В спектакле, кроме самого Вархолла, действует призрак знаменитой террористки из ФРГ Майнгоф-Баадер, которую нашли повесившейся в тюремной камере. По мнению автора пьесы, дух террористки нашел приют в одной из галактик, откуда и нисходит на землю. Впрочем, некоторые зрители отказывались признать в таинственной женщине с золотым рогом на лбу, без всякой причины убивающей героев пьесы из пистолета, призрак Майнгоф-Баадер. Но поскольку суть зрелища непознаваема, это не так уж важно.
Первое действие, которое называется «Эмигранты», происходит на втором этаже небольшого театрика. Сидят зрители в верхнем зале, довольно просторном, на ступеньках четырехрядного амфитеатра. Сцены нет. За сценическим пространством находятся огромные, во всю стену окна, глядящие на крыши, чердаки и пожарные лестницы соседних домов. Вдоль окон снаружи проходит довольно широкий карниз, по которому некоторые персонажи пьесы, сделав, что им положено, проходят к пожарной лестнице и спускаются во двор. Другим персонажам разрешено удалиться через двери, которые служат и зрителям. Третьи никуда не уходят, остаются на грязном полу после выстрелов золоторогой незнакомки.

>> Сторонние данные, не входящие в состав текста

fn parse_insert(insert: &ast::Insert) -> Result<Command, SqlError> {
    let table = insert_table_name(insert)?;
    let values = extract_insert_values(insert)?;
    let optional = |i: usize| values.get(i);

    match table.as_str() {
        "rooms" | "staff" => {
            arity("resources", &values, 1)?;
            let kind = if table == "rooms" { ResourceKind::Room } else { ResourceKind::Staff };
            Ok(Command::InsertResource {
                id: parse_ulid(&values[0])?,
                kind,
                name: optional(1).map(parse_string_or_null).transpose()?.flatten(),
            })
        }
        "clients" => {
            arity("clients", &values, 1)?;
            Ok(Command::InsertClient {
                id: parse_ulid(&values[0])?,
                name: optional(1).map(parse_string_or_null).transpose()?.flatten(),
            })
        }
        "passes" => {
            arity("passes", &values, 5)?;
            Ok(Command::InsertPass {
                id: parse_ulid(&values[0])?,
                client_id: parse_ulid(&values[1])?,
                total_credits: parse_u32(&values[2])?,
                valid_from: parse_i64(&values[3])?,
                valid_until: parse_i64(&values[4])?,
            })
        }
        "classes" => {
            arity("classes", &values, 7)?;
            Ok(Command::InsertClass {
                id: parse_ulid(&values[0])?,
                room_id: parse_ulid(&values[1])?,
                trainer_id: parse_ulid(&values[2])?,
                start: parse_i64(&values[3])?,
                end: parse_i64(&values[4])?,
                capacity: parse_u32(&values[5])?,
                price_cents: parse_i64(&values[6])?,
                credits_required: optional(7).map(parse_u32_or_null).transpose()?.flatten(),
                name: optional(8).map(parse_string_or_null).transpose()?.flatten(),
            })
        }
        "sessions" => {
            arity("sessions", &values, 6)?;
            Ok(Command::InsertSession {
                id: parse_ulid(&values[0])?,
                room_id: parse_ulid(&values[1])?,
                staff_id: parse_ulid(&values[2])?,
                client_id: parse_ulid_or_null(&values[3])?,
                start: parse_i64(&values[4])?,
                end: parse_i64(&values[5])?,
            })
        }
        "registrations" => {
            arity("registrations", &values, 2)?;
            Ok(Command::InsertRegistration {
                occurrence_id: parse_ulid(&values[0])?,
                client_id: parse_ulid(&values[1])?,
            })
        }
        "credit_deductions" => {
            arity("credit_deductions", &values, 1)?;
            Ok(Command::InsertDeduction {
                client_id: parse_ulid(&values[0])?,
                reason: optional(1).map(parse_string_or_null).transpose()?.flatten(),
            })
        }
        "credit_refunds" => {
            arity("credit_refunds", &values, 2)?;
            Ok(Command::InsertRefund {
                client_id: parse_ulid(&values[0])?,
                count: parse_u32(&values[1])?,
                pass_id: optional(2).map(parse_ulid_or_null).transpose()?.flatten(),
            })
        }
        "payments" => {
            arity("payments", &values, 2)?;
            Ok(Command::InsertPayment {
                client_id: parse_ulid(&values[0])?,
                amount_cents: parse_i64(&values[1])?,
            })
        }
        _ => Err(SqlError::UnknownTable(table)),
    }
}

fn parse_delete(delete: &ast::Delete) -> Result<Command, SqlError> {
    let table = delete_table_name(delete)?;
    let filters = Filters::from_selection(&delete.selection)?;

    match table.as_str() {
        "classes" => Ok(Command::DeleteClass { id: filters.ulid("id")? }),
        "sessions" => Ok(Command::DeleteSession { id: filters.ulid("id")? }),
        "registrations" => Ok(Command::DeleteRegistration {
            occurrence_id: filters.ulid("occurrence_id")?,
            client_id: filters.ulid("client_id")?,
            privileged: filters.bool("privileged")?.unwrap_or(false),
        }),
        _ => Err(SqlError::UnknownTable(table)),
    }
}

fn parse_update(
    relation: &TableFactor,
    assignments: &[ast::Assignment],
    selection: &Option<Expr>,
) -> Result<Command, SqlError> {
    let table = table_factor_name(relation)?;
    let filters = Filters::from_selection(selection)?;
    let mut set = Vec::with_capacity(assignments.len());
    for a in assignments {
        let column = match &a.target {
            AssignmentTarget::ColumnName(name) => object_name_last(name),
            AssignmentTarget::Tuple(_) => None,
        }
        .ok_or_else(|| SqlError::Unsupported("tuple assignment".into()))?;
        set.push((column, &a.value));
    }
    let status = set
        .iter()
        .find(|(c, _)| c == "status")
        .map(|(_, v)| parse_string(v))
        .transpose()?;

    match table.as_str() {
        "sessions" => {
            let id = filters.ulid("id")?;
            if let Some(status) = status {
                let attended = set
                    .iter()
                    .find(|(c, _)| c == "attended")
                    .map(|(_, v)| parse_bool(v))
                    .transpose()?;
                let (status, attended) = match status.as_str() {
                    "completed" => (SessionStatus::Completed, attended.unwrap_or(true)),
                    "no_show" => (SessionStatus::NoShow, false),
                    "cancelled" => (SessionStatus::Cancelled, false),
                    other => return Err(SqlError::Parse(format!("bad session status: {other}"))),
                };
                if set.iter().any(|(c, _)| c != "status" && c != "attended") {
                    return Err(SqlError::Unsupported("status change mixed with reschedule".into()));
                }
                return Ok(Command::SetSessionStatus { id, status, attended });
            }
            let mut update = SessionUpdate::default();
            for (column, value) in &set {
                match column.as_str() {
                    "room_id" => update.room_id = Some(parse_ulid(value)?),
                    "staff_id" => update.staff_id = Some(parse_ulid(value)?),
                    "client_id" => update.client_id = Some(parse_ulid(value)?),
                    "start" => update.start = Some(parse_i64(value)?),
                    "end" => update.end = Some(parse_i64(value)?),
                    other => return Err(SqlError::Parse(format!("sessions: cannot set {other}"))),
                }
            }
            Ok(Command::UpdateSession { id, update })
        }
        "classes" => match status.as_deref() {
            Some("completed") => Ok(Command::CompleteClass { id: filters.ulid("id")? }),
            Some("cancelled") => Ok(Command::DeleteClass { id: filters.ulid("id")? }),
            _ => Err(SqlError::Unsupported("classes: only status can be set".into())),
        },
        "registrations" => {
            let attended = match status.as_deref() {
                Some("attended") => true,
                Some("no_show") => false,
                _ => return Err(SqlError::Unsupported("registrations: status must be attended or no_show".into())),
            };
            Ok(Command::MarkAttendance {
                occurrence_id: filters.ulid("occurrence_id")?,
                client_id: filters.ulid("client_id")?,
                attended,
            })
        }
        _ => Err(SqlError::UnknownTable(table)),
    }
}

fn parse_select(query: &ast::Query) -> Result<Command, SqlError> {
    let select = match query.body.as_ref() {
        SetExpr::Select(s) => s,
        _ => return Err(SqlError::Unsupported("non-SELECT query".into())),
    };

    if select.from.is_empty() {
        return Err(SqlError::Parse("SELECT without FROM".into()));
    }
    let table = table_factor_name(&select.from[0].relation)?;
    let filters = Filters::from_selection(&select.selection)?;

    match table.as_str() {
        "resources" => Ok(Command::SelectResources { kind: None }),
        "rooms" => Ok(Command::SelectResources { kind: Some(ResourceKind::Room) }),
        "staff" => Ok(Command::SelectResources { kind: Some(ResourceKind::Staff) }),
        "calendar" => Ok(Command::SelectCalendar {
            resource_id: filters.ulid("resource_id")?,
            start: filters.start.ok_or(SqlError::MissingFilter("start"))?,
            end: filters.end.ok_or(SqlError::MissingFilter("end"))?,
        }),
        "conflicts" => Ok(Command::SelectConflicts {
            resource_id: filters.ulid("resource_id")?,
            start: filters.start.ok_or(SqlError::MissingFilter("start"))?,
            end: filters.end.ok_or(SqlError::MissingFilter("end"))?,
            exclude_id: filters.opt_ulid("exclude_id")?,
        }),
        "sessions" => Ok(Command::SelectSession { id: filters.ulid("id")? }),
        "classes" => Ok(Command::SelectClass { id: filters.ulid("id")? }),
        "registrations" => Ok(Command::SelectRegistrations {
            occurrence_id: filters.ulid("occurrence_id")?,
        }),
        "audit_log" => Ok(Command::SelectAudit {
            occurrence_id: filters.ulid("occurrence_id")?,
        }),
        "credits" => Ok(Command::SelectCredits {
            client_id: filters.ulid("client_id")?,
        }),
        "passes" => Ok(Command::SelectPasses {
            client_id: filters.ulid("client_id")?,
        }),
        _ => Err(SqlError::UnknownTable(table)),
    }
}

/// `col = value` terms plus the `start >= n` / `"end" <= n` window, ANDed together.
#[derive(Debug, Default)]
struct Filters {
    eq: Vec<(String, Expr)>,
    start: Option<Ms>,
    end: Option<Ms>,
}
#[cfg(test)]
mod tests {
    use super::*;

    fn entry(start: Ms, end: Ms, status: EntryStatus) -> CalendarEntry {
        CalendarEntry {
            id: Ulid::new(),
            kind: EntryKind::Individual,
            span: Span::new(start, end),
            status,
        }
    }

    #[test]
    fn span_overlap_is_half_open() {
        let a = Span::new(100, 200);
        let b = Span::new(150, 250);
        let c = Span::new(200, 300);
        assert!(a.overlaps(&b));
        assert!(!a.overlaps(&c));
        assert!(!c.overlaps(&a));
        assert!(a.contains_instant(100));
        assert!(!a.contains_instant(200));
    }

    #[test]
    fn entries_stay_sorted() {
        let mut rs = ResourceState::new(Ulid::new(), ResourceKind::Room, None);
        rs.insert_entry(entry(300, 400, EntryStatus::Scheduled));
        rs.insert_entry(entry(100, 200, EntryStatus::Scheduled));
        rs.insert_entry(entry(200, 300, EntryStatus::Cancelled));
        let starts: Vec<Ms> = rs.entries.iter().map(|e| e.span.start).collect();
        assert_eq!(starts, vec![100, 200, 300]);
    }

    #[test]
    fn put_entry_moves_existing() {
        let mut rs = ResourceState::new(Ulid::new(), ResourceKind::Staff, None);
        let mut e = entry(100, 200, EntryStatus::Scheduled);
        rs.insert_entry(e.clone());
        rs.insert_entry(entry(300, 400, EntryStatus::Scheduled));
        e.span = Span::new(500, 600);
        rs.put_entry(e.clone());
        assert_eq!(rs.entries.len(), 2);
        assert_eq!(rs.entries[1], e);
    }

    #[test]
    fn overlapping_skips_touching_and_distant() {
        let mut rs = ResourceState::new(Ulid::new(), ResourceKind::Room, None);
        rs.insert_entry(entry(100, 200, EntryStatus::Scheduled));
        rs.insert_entry(entry(450, 600, EntryStatus::Scheduled));
        rs.insert_entry(entry(800, 900, EntryStatus::Scheduled));
        let hits: Vec<_> = rs.overlapping(&Span::new(200, 800)).collect();
        assert_eq!(hits.len(), 1);
        assert_eq!(hits[0].span, Span::new(450, 600));
    }

    #[test]
    fn overlapping_long_entry_spanning_query() {
        let mut rs = ResourceState::new(Ulid::new(), ResourceKind::Room, None);
        rs.insert_entry(entry(0, 10_000, EntryStatus::Scheduled));
        rs.insert_entry(entry(100, 200, EntryStatus::Scheduled));
        let hits: Vec<_> = rs.overlapping(&Span::new(5_000, 6_000)).collect();
        assert_eq!(hits.len(), 1);
    }

    #[test]
    fn waitlist_order_is_fifo() {
        let occ = ClassOccurrence {
            id: Ulid::new(),
            room_id: Ulid::new(),
            trainer_id: Ulid::new(),
            name: None,
            span: Span::new(0, HOUR_MS),
            capacity: 1,
            price_cents: 0,
            credits_required: 1,
            status: ClassStatus::Scheduled,
        };
        let mut state = OccurrenceState::new(occ.clone());
        let reg = |client: Ulid, at: Ms, status| ClassRegistration {
            id: Ulid::new(),
            occurrence_id: occ.id,
            client_id: client,
            status,
            booked_at: at,
            credits_used: 0,
            payment_status: PaymentStatus::Pending,
            debits: Vec::new(),
        };
        let w2 = Ulid::new();
        let w1 = Ulid::new();
        state.put_registration(reg(Ulid::new(), 5, RegistrationStatus::Booked));
        state.put_registration(reg(w2, 20, RegistrationStatus::Waitlist));
        state.put_registration(reg(w1, 10, RegistrationStatus::Waitlist));
        assert_eq!(state.next_waitlisted().map(|r| r.client_id), Some(w1));
        assert_eq!(state.confirmed_count(), 1);
        assert!(state.is_full());
    }

    #[test]
    fn pass_availability_window() {
        let pass = Pass {
            id: Ulid::new(),
            client_id: Ulid::new(),
            total_credits: 5,
            credits_left: 1,
            valid_from: 100,
            valid_until: 200,
            status: PassStatus::Active,
            created_at: 0,
            updated_at: 0,
        };
        assert!(!pass.is_available(99));
        assert!(pass.is_available(100));
        assert!(pass.is_available(200));
        assert!(!pass.is_available(201));
        assert!(pass.has_room());
    }

    #[test]
    fn pass_status_follows_window() {
        let mut pass = Pass {
            id: Ulid::new(),
            client_id: Ulid::new(),
            total_credits: 5,
            credits_left: 5,
            valid_from: 100,
            valid_until: 200,
            status: PassStatus::Pending,
            created_at: 0,
            updated_at: 0,
        };
        assert_eq!(pass.window_status(99), PassStatus::Pending);
        assert_eq!(pass.window_status(200), PassStatus::Active);
        assert_eq!(pass.window_status(201), PassStatus::Expired);

        assert!(!pass.settle(50));
        assert!(!pass.is_available(50));
        assert!(pass.is_available(150));
        assert!(pass.settle(150));
        assert_eq!((pass.status, pass.updated_at), (PassStatus::Active, 150));
        assert!(pass.settle(300));
        assert_eq!(pass.status, PassStatus::Expired);

        pass.status = PassStatus::Depleted;
        assert!(!pass.settle(150));
    }

    #[test]
    fn event_serialization_roundtrip() {
        let event = Event::ResourceCreated {
            id: Ulid::new(),
            kind: ResourceKind::Room,
            name: Some("Studio A".into()),
        };
        let bytes = bincode::serialize(&event).unwrap();
        let decoded: Event = bincode::deserialize(&bytes).unwrap();
        assert_eq!(event, decoded);
    }
}
// ── Extended Query Protocol ──────────────────────────────────────

#[derive(Debug)]
pub struct StudioQueryParser;

#[async_trait]
impl QueryParser for StudioQueryParser {
    type Statement = String;

    async fn parse_sql<C>(
        &self,
        _client: &C,
        sql: &str,
        _types: &[Option<Type>],
    ) -> PgWireResult<String>
    where
        C: ClientInfo + Unpin + Send + Sync,
    {
        Ok(sql.to_string())
    }

    fn get_parameter_types(&self, stmt: &String) -> PgWireResult<Vec<Type>> {
        Ok(vec![Type::VARCHAR; count_params(stmt)])
    }

    fn get_result_schema(
        &self,
        stmt: &String,
        _column_format: Option<&Format>,
    ) -> PgWireResult<Vec<FieldInfo>> {
        Ok(result_schema(stmt))
    }
}

#[async_trait]
impl ExtendedQueryHandler for StudioHandler {
    type Statement = String;
    type QueryParser = StudioQueryParser;

    fn query_parser(&self) -> Arc<Self::QueryParser> {
        self.query_parser.clone()
    }

    async fn do_query<C>(
        &self,
        client: &mut C,
        portal: &Portal<Self::Statement>,
        _max_rows: usize,
    ) -> PgWireResult<Response>
    where
        C: ClientInfo + ClientPortalStore + Sink<PgWireBackendMessage> + Unpin + Send + Sync,
        C::PortalStore: PortalStore<Statement = Self::Statement>,
        C::Error: Debug,
        PgWireError: From<C::Error>,
    {
        let engine = self.resolve_engine(client)?;
        let sql = substitute_params(portal);
        let cmd = sql::parse_sql(&sql).map_err(sql_err)?;
        self.run(&engine, cmd)
            .await?
            .pop()
            .ok_or_else(|| {
                PgWireError::UserError(Box::new(ErrorInfo::new(
                    "ERROR".into(),
                    "XX000".into(),
                    "statement produced no response".into(),
                )))
            })
    }

    async fn do_describe_statement<C>(
        &self,
        _client: &mut C,
        target: &StoredStatement<Self::Statement>,
    ) -> PgWireResult<DescribeStatementResponse>
    where
        C: ClientInfo + ClientPortalStore + Sink<PgWireBackendMessage> + Unpin + Send + Sync,
        C::PortalStore: PortalStore<Statement = Self::Statement>,
        C::Error: Debug,
        PgWireError: From<C::Error>,
    {
        let param_types = vec![Type::VARCHAR; count_params(&target.statement)];
        Ok(DescribeStatementResponse::new(
            param_types,
            result_schema(&target.statement),
        ))
    }

    async fn do_describe_portal<C>(
        &self,
        _client: &mut C,
        target: &Portal<Self::Statement>,
    ) -> PgWireResult<DescribePortalResponse>
    where
        C: ClientInfo + ClientPortalStore + Sink<PgWireBackendMessage> + Unpin + Send + Sync,
        C::PortalStore: PortalStore<Statement = Self::Statement>,
        C::Error: Debug,
        PgWireError: From<C::Error>,
    {
        Ok(DescribePortalResponse::new(result_schema(
            &target.statement.statement,
        )))
    }
}

/// Highest `$N` placeholder in the statement.
fn count_params(sql: &str) -> usize {
    let bytes = sql.as_bytes();
    let mut max = 0usize;
    let mut i = 0;
    while i < bytes.len() {
        if bytes[i] != b'$' {
            i += 1;
            continue;
        }
        i += 1;
        let start = i;
        while i < bytes.len() && bytes[i].is_ascii_digit() {
            i += 1;
        }
        if let Ok(n) = sql[start..i].parse::<usize>() {
            max = max.max(n);
        }
    }
    max
}

/// Inline bound text parameters as quoted literals, highest index first so
/// `$1` never clobbers `$10`.
fn substitute_params(portal: &Portal<String>) -> String {
    let mut result = portal.statement.statement.to_string();
    for (i, param) in portal.parameters.iter().enumerate().rev() {
        let value = match param {
            Some(bytes) => {
                let text = String::from_utf8_lossy(bytes);
                format!("'{}'", text.replace('\'', "''"))
            }
            None => "NULL".to_string(),
        };
        result = result.replace(&format!("${}", i + 1), &value);
    }
    result
}

// ── Factory ──────────────────────────────────────────────────────

pub struct StudioFactory {
    handler: Arc<StudioHandler>,
    auth_handler:
        Arc<CleartextPasswordAuthStartupHandler<StudioAuthSource, DefaultServerParameterProvider>>,
    noop: Arc<NoopHandler>,
}

impl StudioFactory {
    pub fn new(tenant_manager: Arc<TenantManager>, password: String) -> Self {
        Self {
            handler: Arc::new(StudioHandler::new(tenant_manager)),
            auth_handler: Arc::new(CleartextPasswordAuthStartupHandler::new(
                StudioAuthSource::new(password),
                DefaultServerParameterProvider::default(),
            )),
            noop: Arc::new(NoopHandler),
        }
    }
}

impl PgWireServerHandlers for StudioFactory {
    fn simple_query_handler(&self) -> Arc<impl SimpleQueryHandler> {
        self.handler.clone()
    }

    fn extended_query_handler(&self) -> Arc<impl ExtendedQueryHandler> {
        self.handler.clone()
    }

    fn startup_handler(&self) -> Arc<impl StartupHandler> {
        self.auth_handler.clone()
    }

    fn copy_handler(&self) -> Arc<impl CopyHandler> {
        self.noop.clone()
    }
}

/// Serve one client connection until it closes.
pub async fn process_connection(
    socket: TcpStream,
    tenant_manager: Arc<TenantManager>,
    password: String,
    tls: Option<TlsAcceptor>,
) -> io::Result<()> {
    let factory = Arc::new(StudioFactory::new(tenant_manager, password));
    pgwire::tokio::process_socket(socket, tls, factory).await
}
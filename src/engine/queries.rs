use ulid::Ulid;

use crate::limits::MAX_QUERY_WINDOW_MS;
use crate::model::*;

use super::conflict::{ConflictCheck, find_conflict, now_ms};
use super::ledger::{available_credits, select_pass};
use super::{Engine, EngineError, Entity};

impl Engine {
    /// Would `span` collide with anything on the resource's calendar?
    /// `exclude` skips one entry, for checking a reschedule against itself.
    pub async fn check_conflict(
        &self,
        kind: ResourceKind,
        resource_id: Ulid,
        span: Span,
        exclude: Option<Ulid>,
    ) -> Result<ConflictCheck, EngineError> {
        if span.start >= span.end {
            return Err(EngineError::InvalidSpan(span));
        }
        let rs = self.read_resource(kind, resource_id).await?;
        Ok(find_conflict(&rs, &span, exclude).into())
    }

    async fn read_resource(
        &self,
        kind: ResourceKind,
        id: Ulid,
    ) -> Result<tokio::sync::OwnedRwLockReadGuard<ResourceState>, EngineError> {
        let row = self
            .store
            .get_resource(&id)
            .ok_or(EngineError::NotFound(Entity::Resource(kind), id))?;
        let guard = row.read_owned().await;
        if guard.kind != kind {
            return Err(EngineError::NotFound(Entity::Resource(kind), id));
        }
        Ok(guard)
    }

    /// Calendar entries on a resource overlapping `window`, cancelled ones included.
    pub async fn calendar(
        &self,
        kind: ResourceKind,
        resource_id: Ulid,
        window: Span,
    ) -> Result<Vec<CalendarEntry>, EngineError> {
        if window.start >= window.end {
            return Err(EngineError::InvalidSpan(window));
        }
        if window.duration_ms() > MAX_QUERY_WINDOW_MS {
            return Err(EngineError::LimitExceeded("query window too wide"));
        }
        let rs = self.read_resource(kind, resource_id).await?;
        Ok(rs.overlapping(&window).cloned().collect())
    }

    /// Whether `id` names a room or a staff member.
    pub async fn resource_kind(&self, id: Ulid) -> Option<ResourceKind> {
        let row = self.store.get_resource(&id)?;
        let kind = row.read().await.kind;
        Some(kind)
    }

    pub async fn list_resources(&self, kind: Option<ResourceKind>) -> Vec<ResourceInfo> {
        let mut out = Vec::new();
        for id in self.store.resource_ids() {
            if let Some(row) = self.store.get_resource(&id) {
                let rs = row.read().await;
                if kind.is_none_or(|k| k == rs.kind) {
                    out.push(ResourceInfo {
                        id: rs.id,
                        kind: rs.kind,
                        name: rs.name.clone(),
                    });
                }
            }
        }
        out.sort_by_key(|r| r.id);
        out
    }

    pub fn get_session(&self, id: Ulid) -> Result<IndividualSession, EngineError> {
        self.store
            .get_session(&id)
            .ok_or(EngineError::NotFound(Entity::Session, id))
    }

    pub async fn get_class(&self, id: Ulid) -> Result<ClassOccurrence, EngineError> {
        let row = self
            .store
            .get_occurrence(&id)
            .ok_or(EngineError::NotFound(Entity::Class, id))?;
        let state = row.read().await;
        Ok(state.occurrence.clone())
    }

    /// Registrations for a class in booking order.
    pub async fn list_registrations(&self, occurrence_id: Ulid) -> Result<Vec<ClassRegistration>, EngineError> {
        let row = self
            .store
            .get_occurrence(&occurrence_id)
            .ok_or(EngineError::NotFound(Entity::Class, occurrence_id))?;
        let state = row.read().await;
        let mut regs = state.registrations.clone();
        regs.sort_by_key(|r| (r.booked_at, r.id));
        Ok(regs)
    }

    pub async fn audit_log(&self, occurrence_id: Ulid) -> Result<Vec<AuditEntry>, EngineError> {
        let row = self
            .store
            .get_occurrence(&occurrence_id)
            .ok_or(EngineError::NotFound(Entity::Class, occurrence_id))?;
        let state = row.read().await;
        Ok(state.audit.clone())
    }

    // ── Ledger reads ─────────────────────────────────────────

    async fn read_ledger(&self, client_id: Ulid) -> Result<tokio::sync::OwnedRwLockReadGuard<ClientLedger>, EngineError> {
        let row = self
            .store
            .get_ledger(&client_id)
            .ok_or(EngineError::NotFound(Entity::Client, client_id))?;
        Ok(row.read_owned().await)
    }

    pub async fn has_available_credits(&self, client_id: Ulid) -> Result<bool, EngineError> {
        let ledger = self.read_ledger(client_id).await?;
        Ok(select_pass(&ledger.passes, now_ms()).is_some())
    }

    /// The pass the next deduction would come from.
    pub async fn get_available_pass(&self, client_id: Ulid) -> Result<Option<Pass>, EngineError> {
        let ledger = self.read_ledger(client_id).await?;
        Ok(select_pass(&ledger.passes, now_ms()).cloned())
    }

    pub async fn total_available_credits(&self, client_id: Ulid) -> Result<u32, EngineError> {
        let ledger = self.read_ledger(client_id).await?;
        Ok(available_credits(&ledger.passes, now_ms()))
    }

    pub async fn unpaid_balance(&self, client_id: Ulid) -> Result<i64, EngineError> {
        Ok(self.read_ledger(client_id).await?.unpaid_balance_cents)
    }

    /// All passes for a client, soonest expiry first.
    pub async fn list_passes(&self, client_id: Ulid) -> Result<Vec<Pass>, EngineError> {
        let ledger = self.read_ledger(client_id).await?;
        let mut passes = ledger.passes.clone();
        passes.sort_by_key(|p| (p.valid_until, p.created_at, p.id));
        Ok(passes)
    }

    pub async fn client_info(&self, client_id: Ulid) -> Result<ClientInfo, EngineError> {
        let ledger = self.read_ledger(client_id).await?;
        Ok(ClientInfo {
            id: ledger.id,
            name: ledger.name.clone(),
            unpaid_balance_cents: ledger.unpaid_balance_cents,
            available_credits: available_credits(&ledger.passes, now_ms()),
        })
    }
}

Когда мы заняли места, сценическая площадка уже была населена: на узкой койке спал одетым молодой парень, а его подруга в легком халатике ловила какие-то сообщения по радио. И поймала — насчет духа Майнгоф-Баадер. Но я хотел о другом. Условное, даже бредовое зрелище — лишь отдельные частности поддаются приблизительной расшифровке — обставлено с реализмом, которому позавидовали бы МХАТ эпохи сытных обедов кавалера Риппафрато и Малый театр с долгим чаевничанием генерала Крутицкого. Там было все, что только может быть в жилище бедных эмигрантов, и создающих свой быт с помощью добрых людей, блошиных рынков и мусорных свалок. Старый приемник без ящика на колченогом, заваленном газетами столе, там же пишущая машинка в помятом футляре; несколько убогих стульев, кухонный столик, на нем закопченный металлический кофейник, электроплитка, разнокалиберная посуда, почерневший серебряный молочник, фарфоровая сахарница с отбитыми ручками, пол застелен драными, захоженными половиками, у рукомойника — грязные полотенца, вороха неопрятной одежды, какие-то ржавые инструменты, под столом старомодный патефон с набором пластинок, битком набитая корзина для мусора, а вокруг пачки из-под сигарет, обертки жевательной резинки, бутылки из-под кока-колы и еще не счесть сколько всякой дряни, обременяющей существование современного городского человека, даже самого неимущего. Из всей этой несмети для сценического действия необходим едва ли десяток предметов.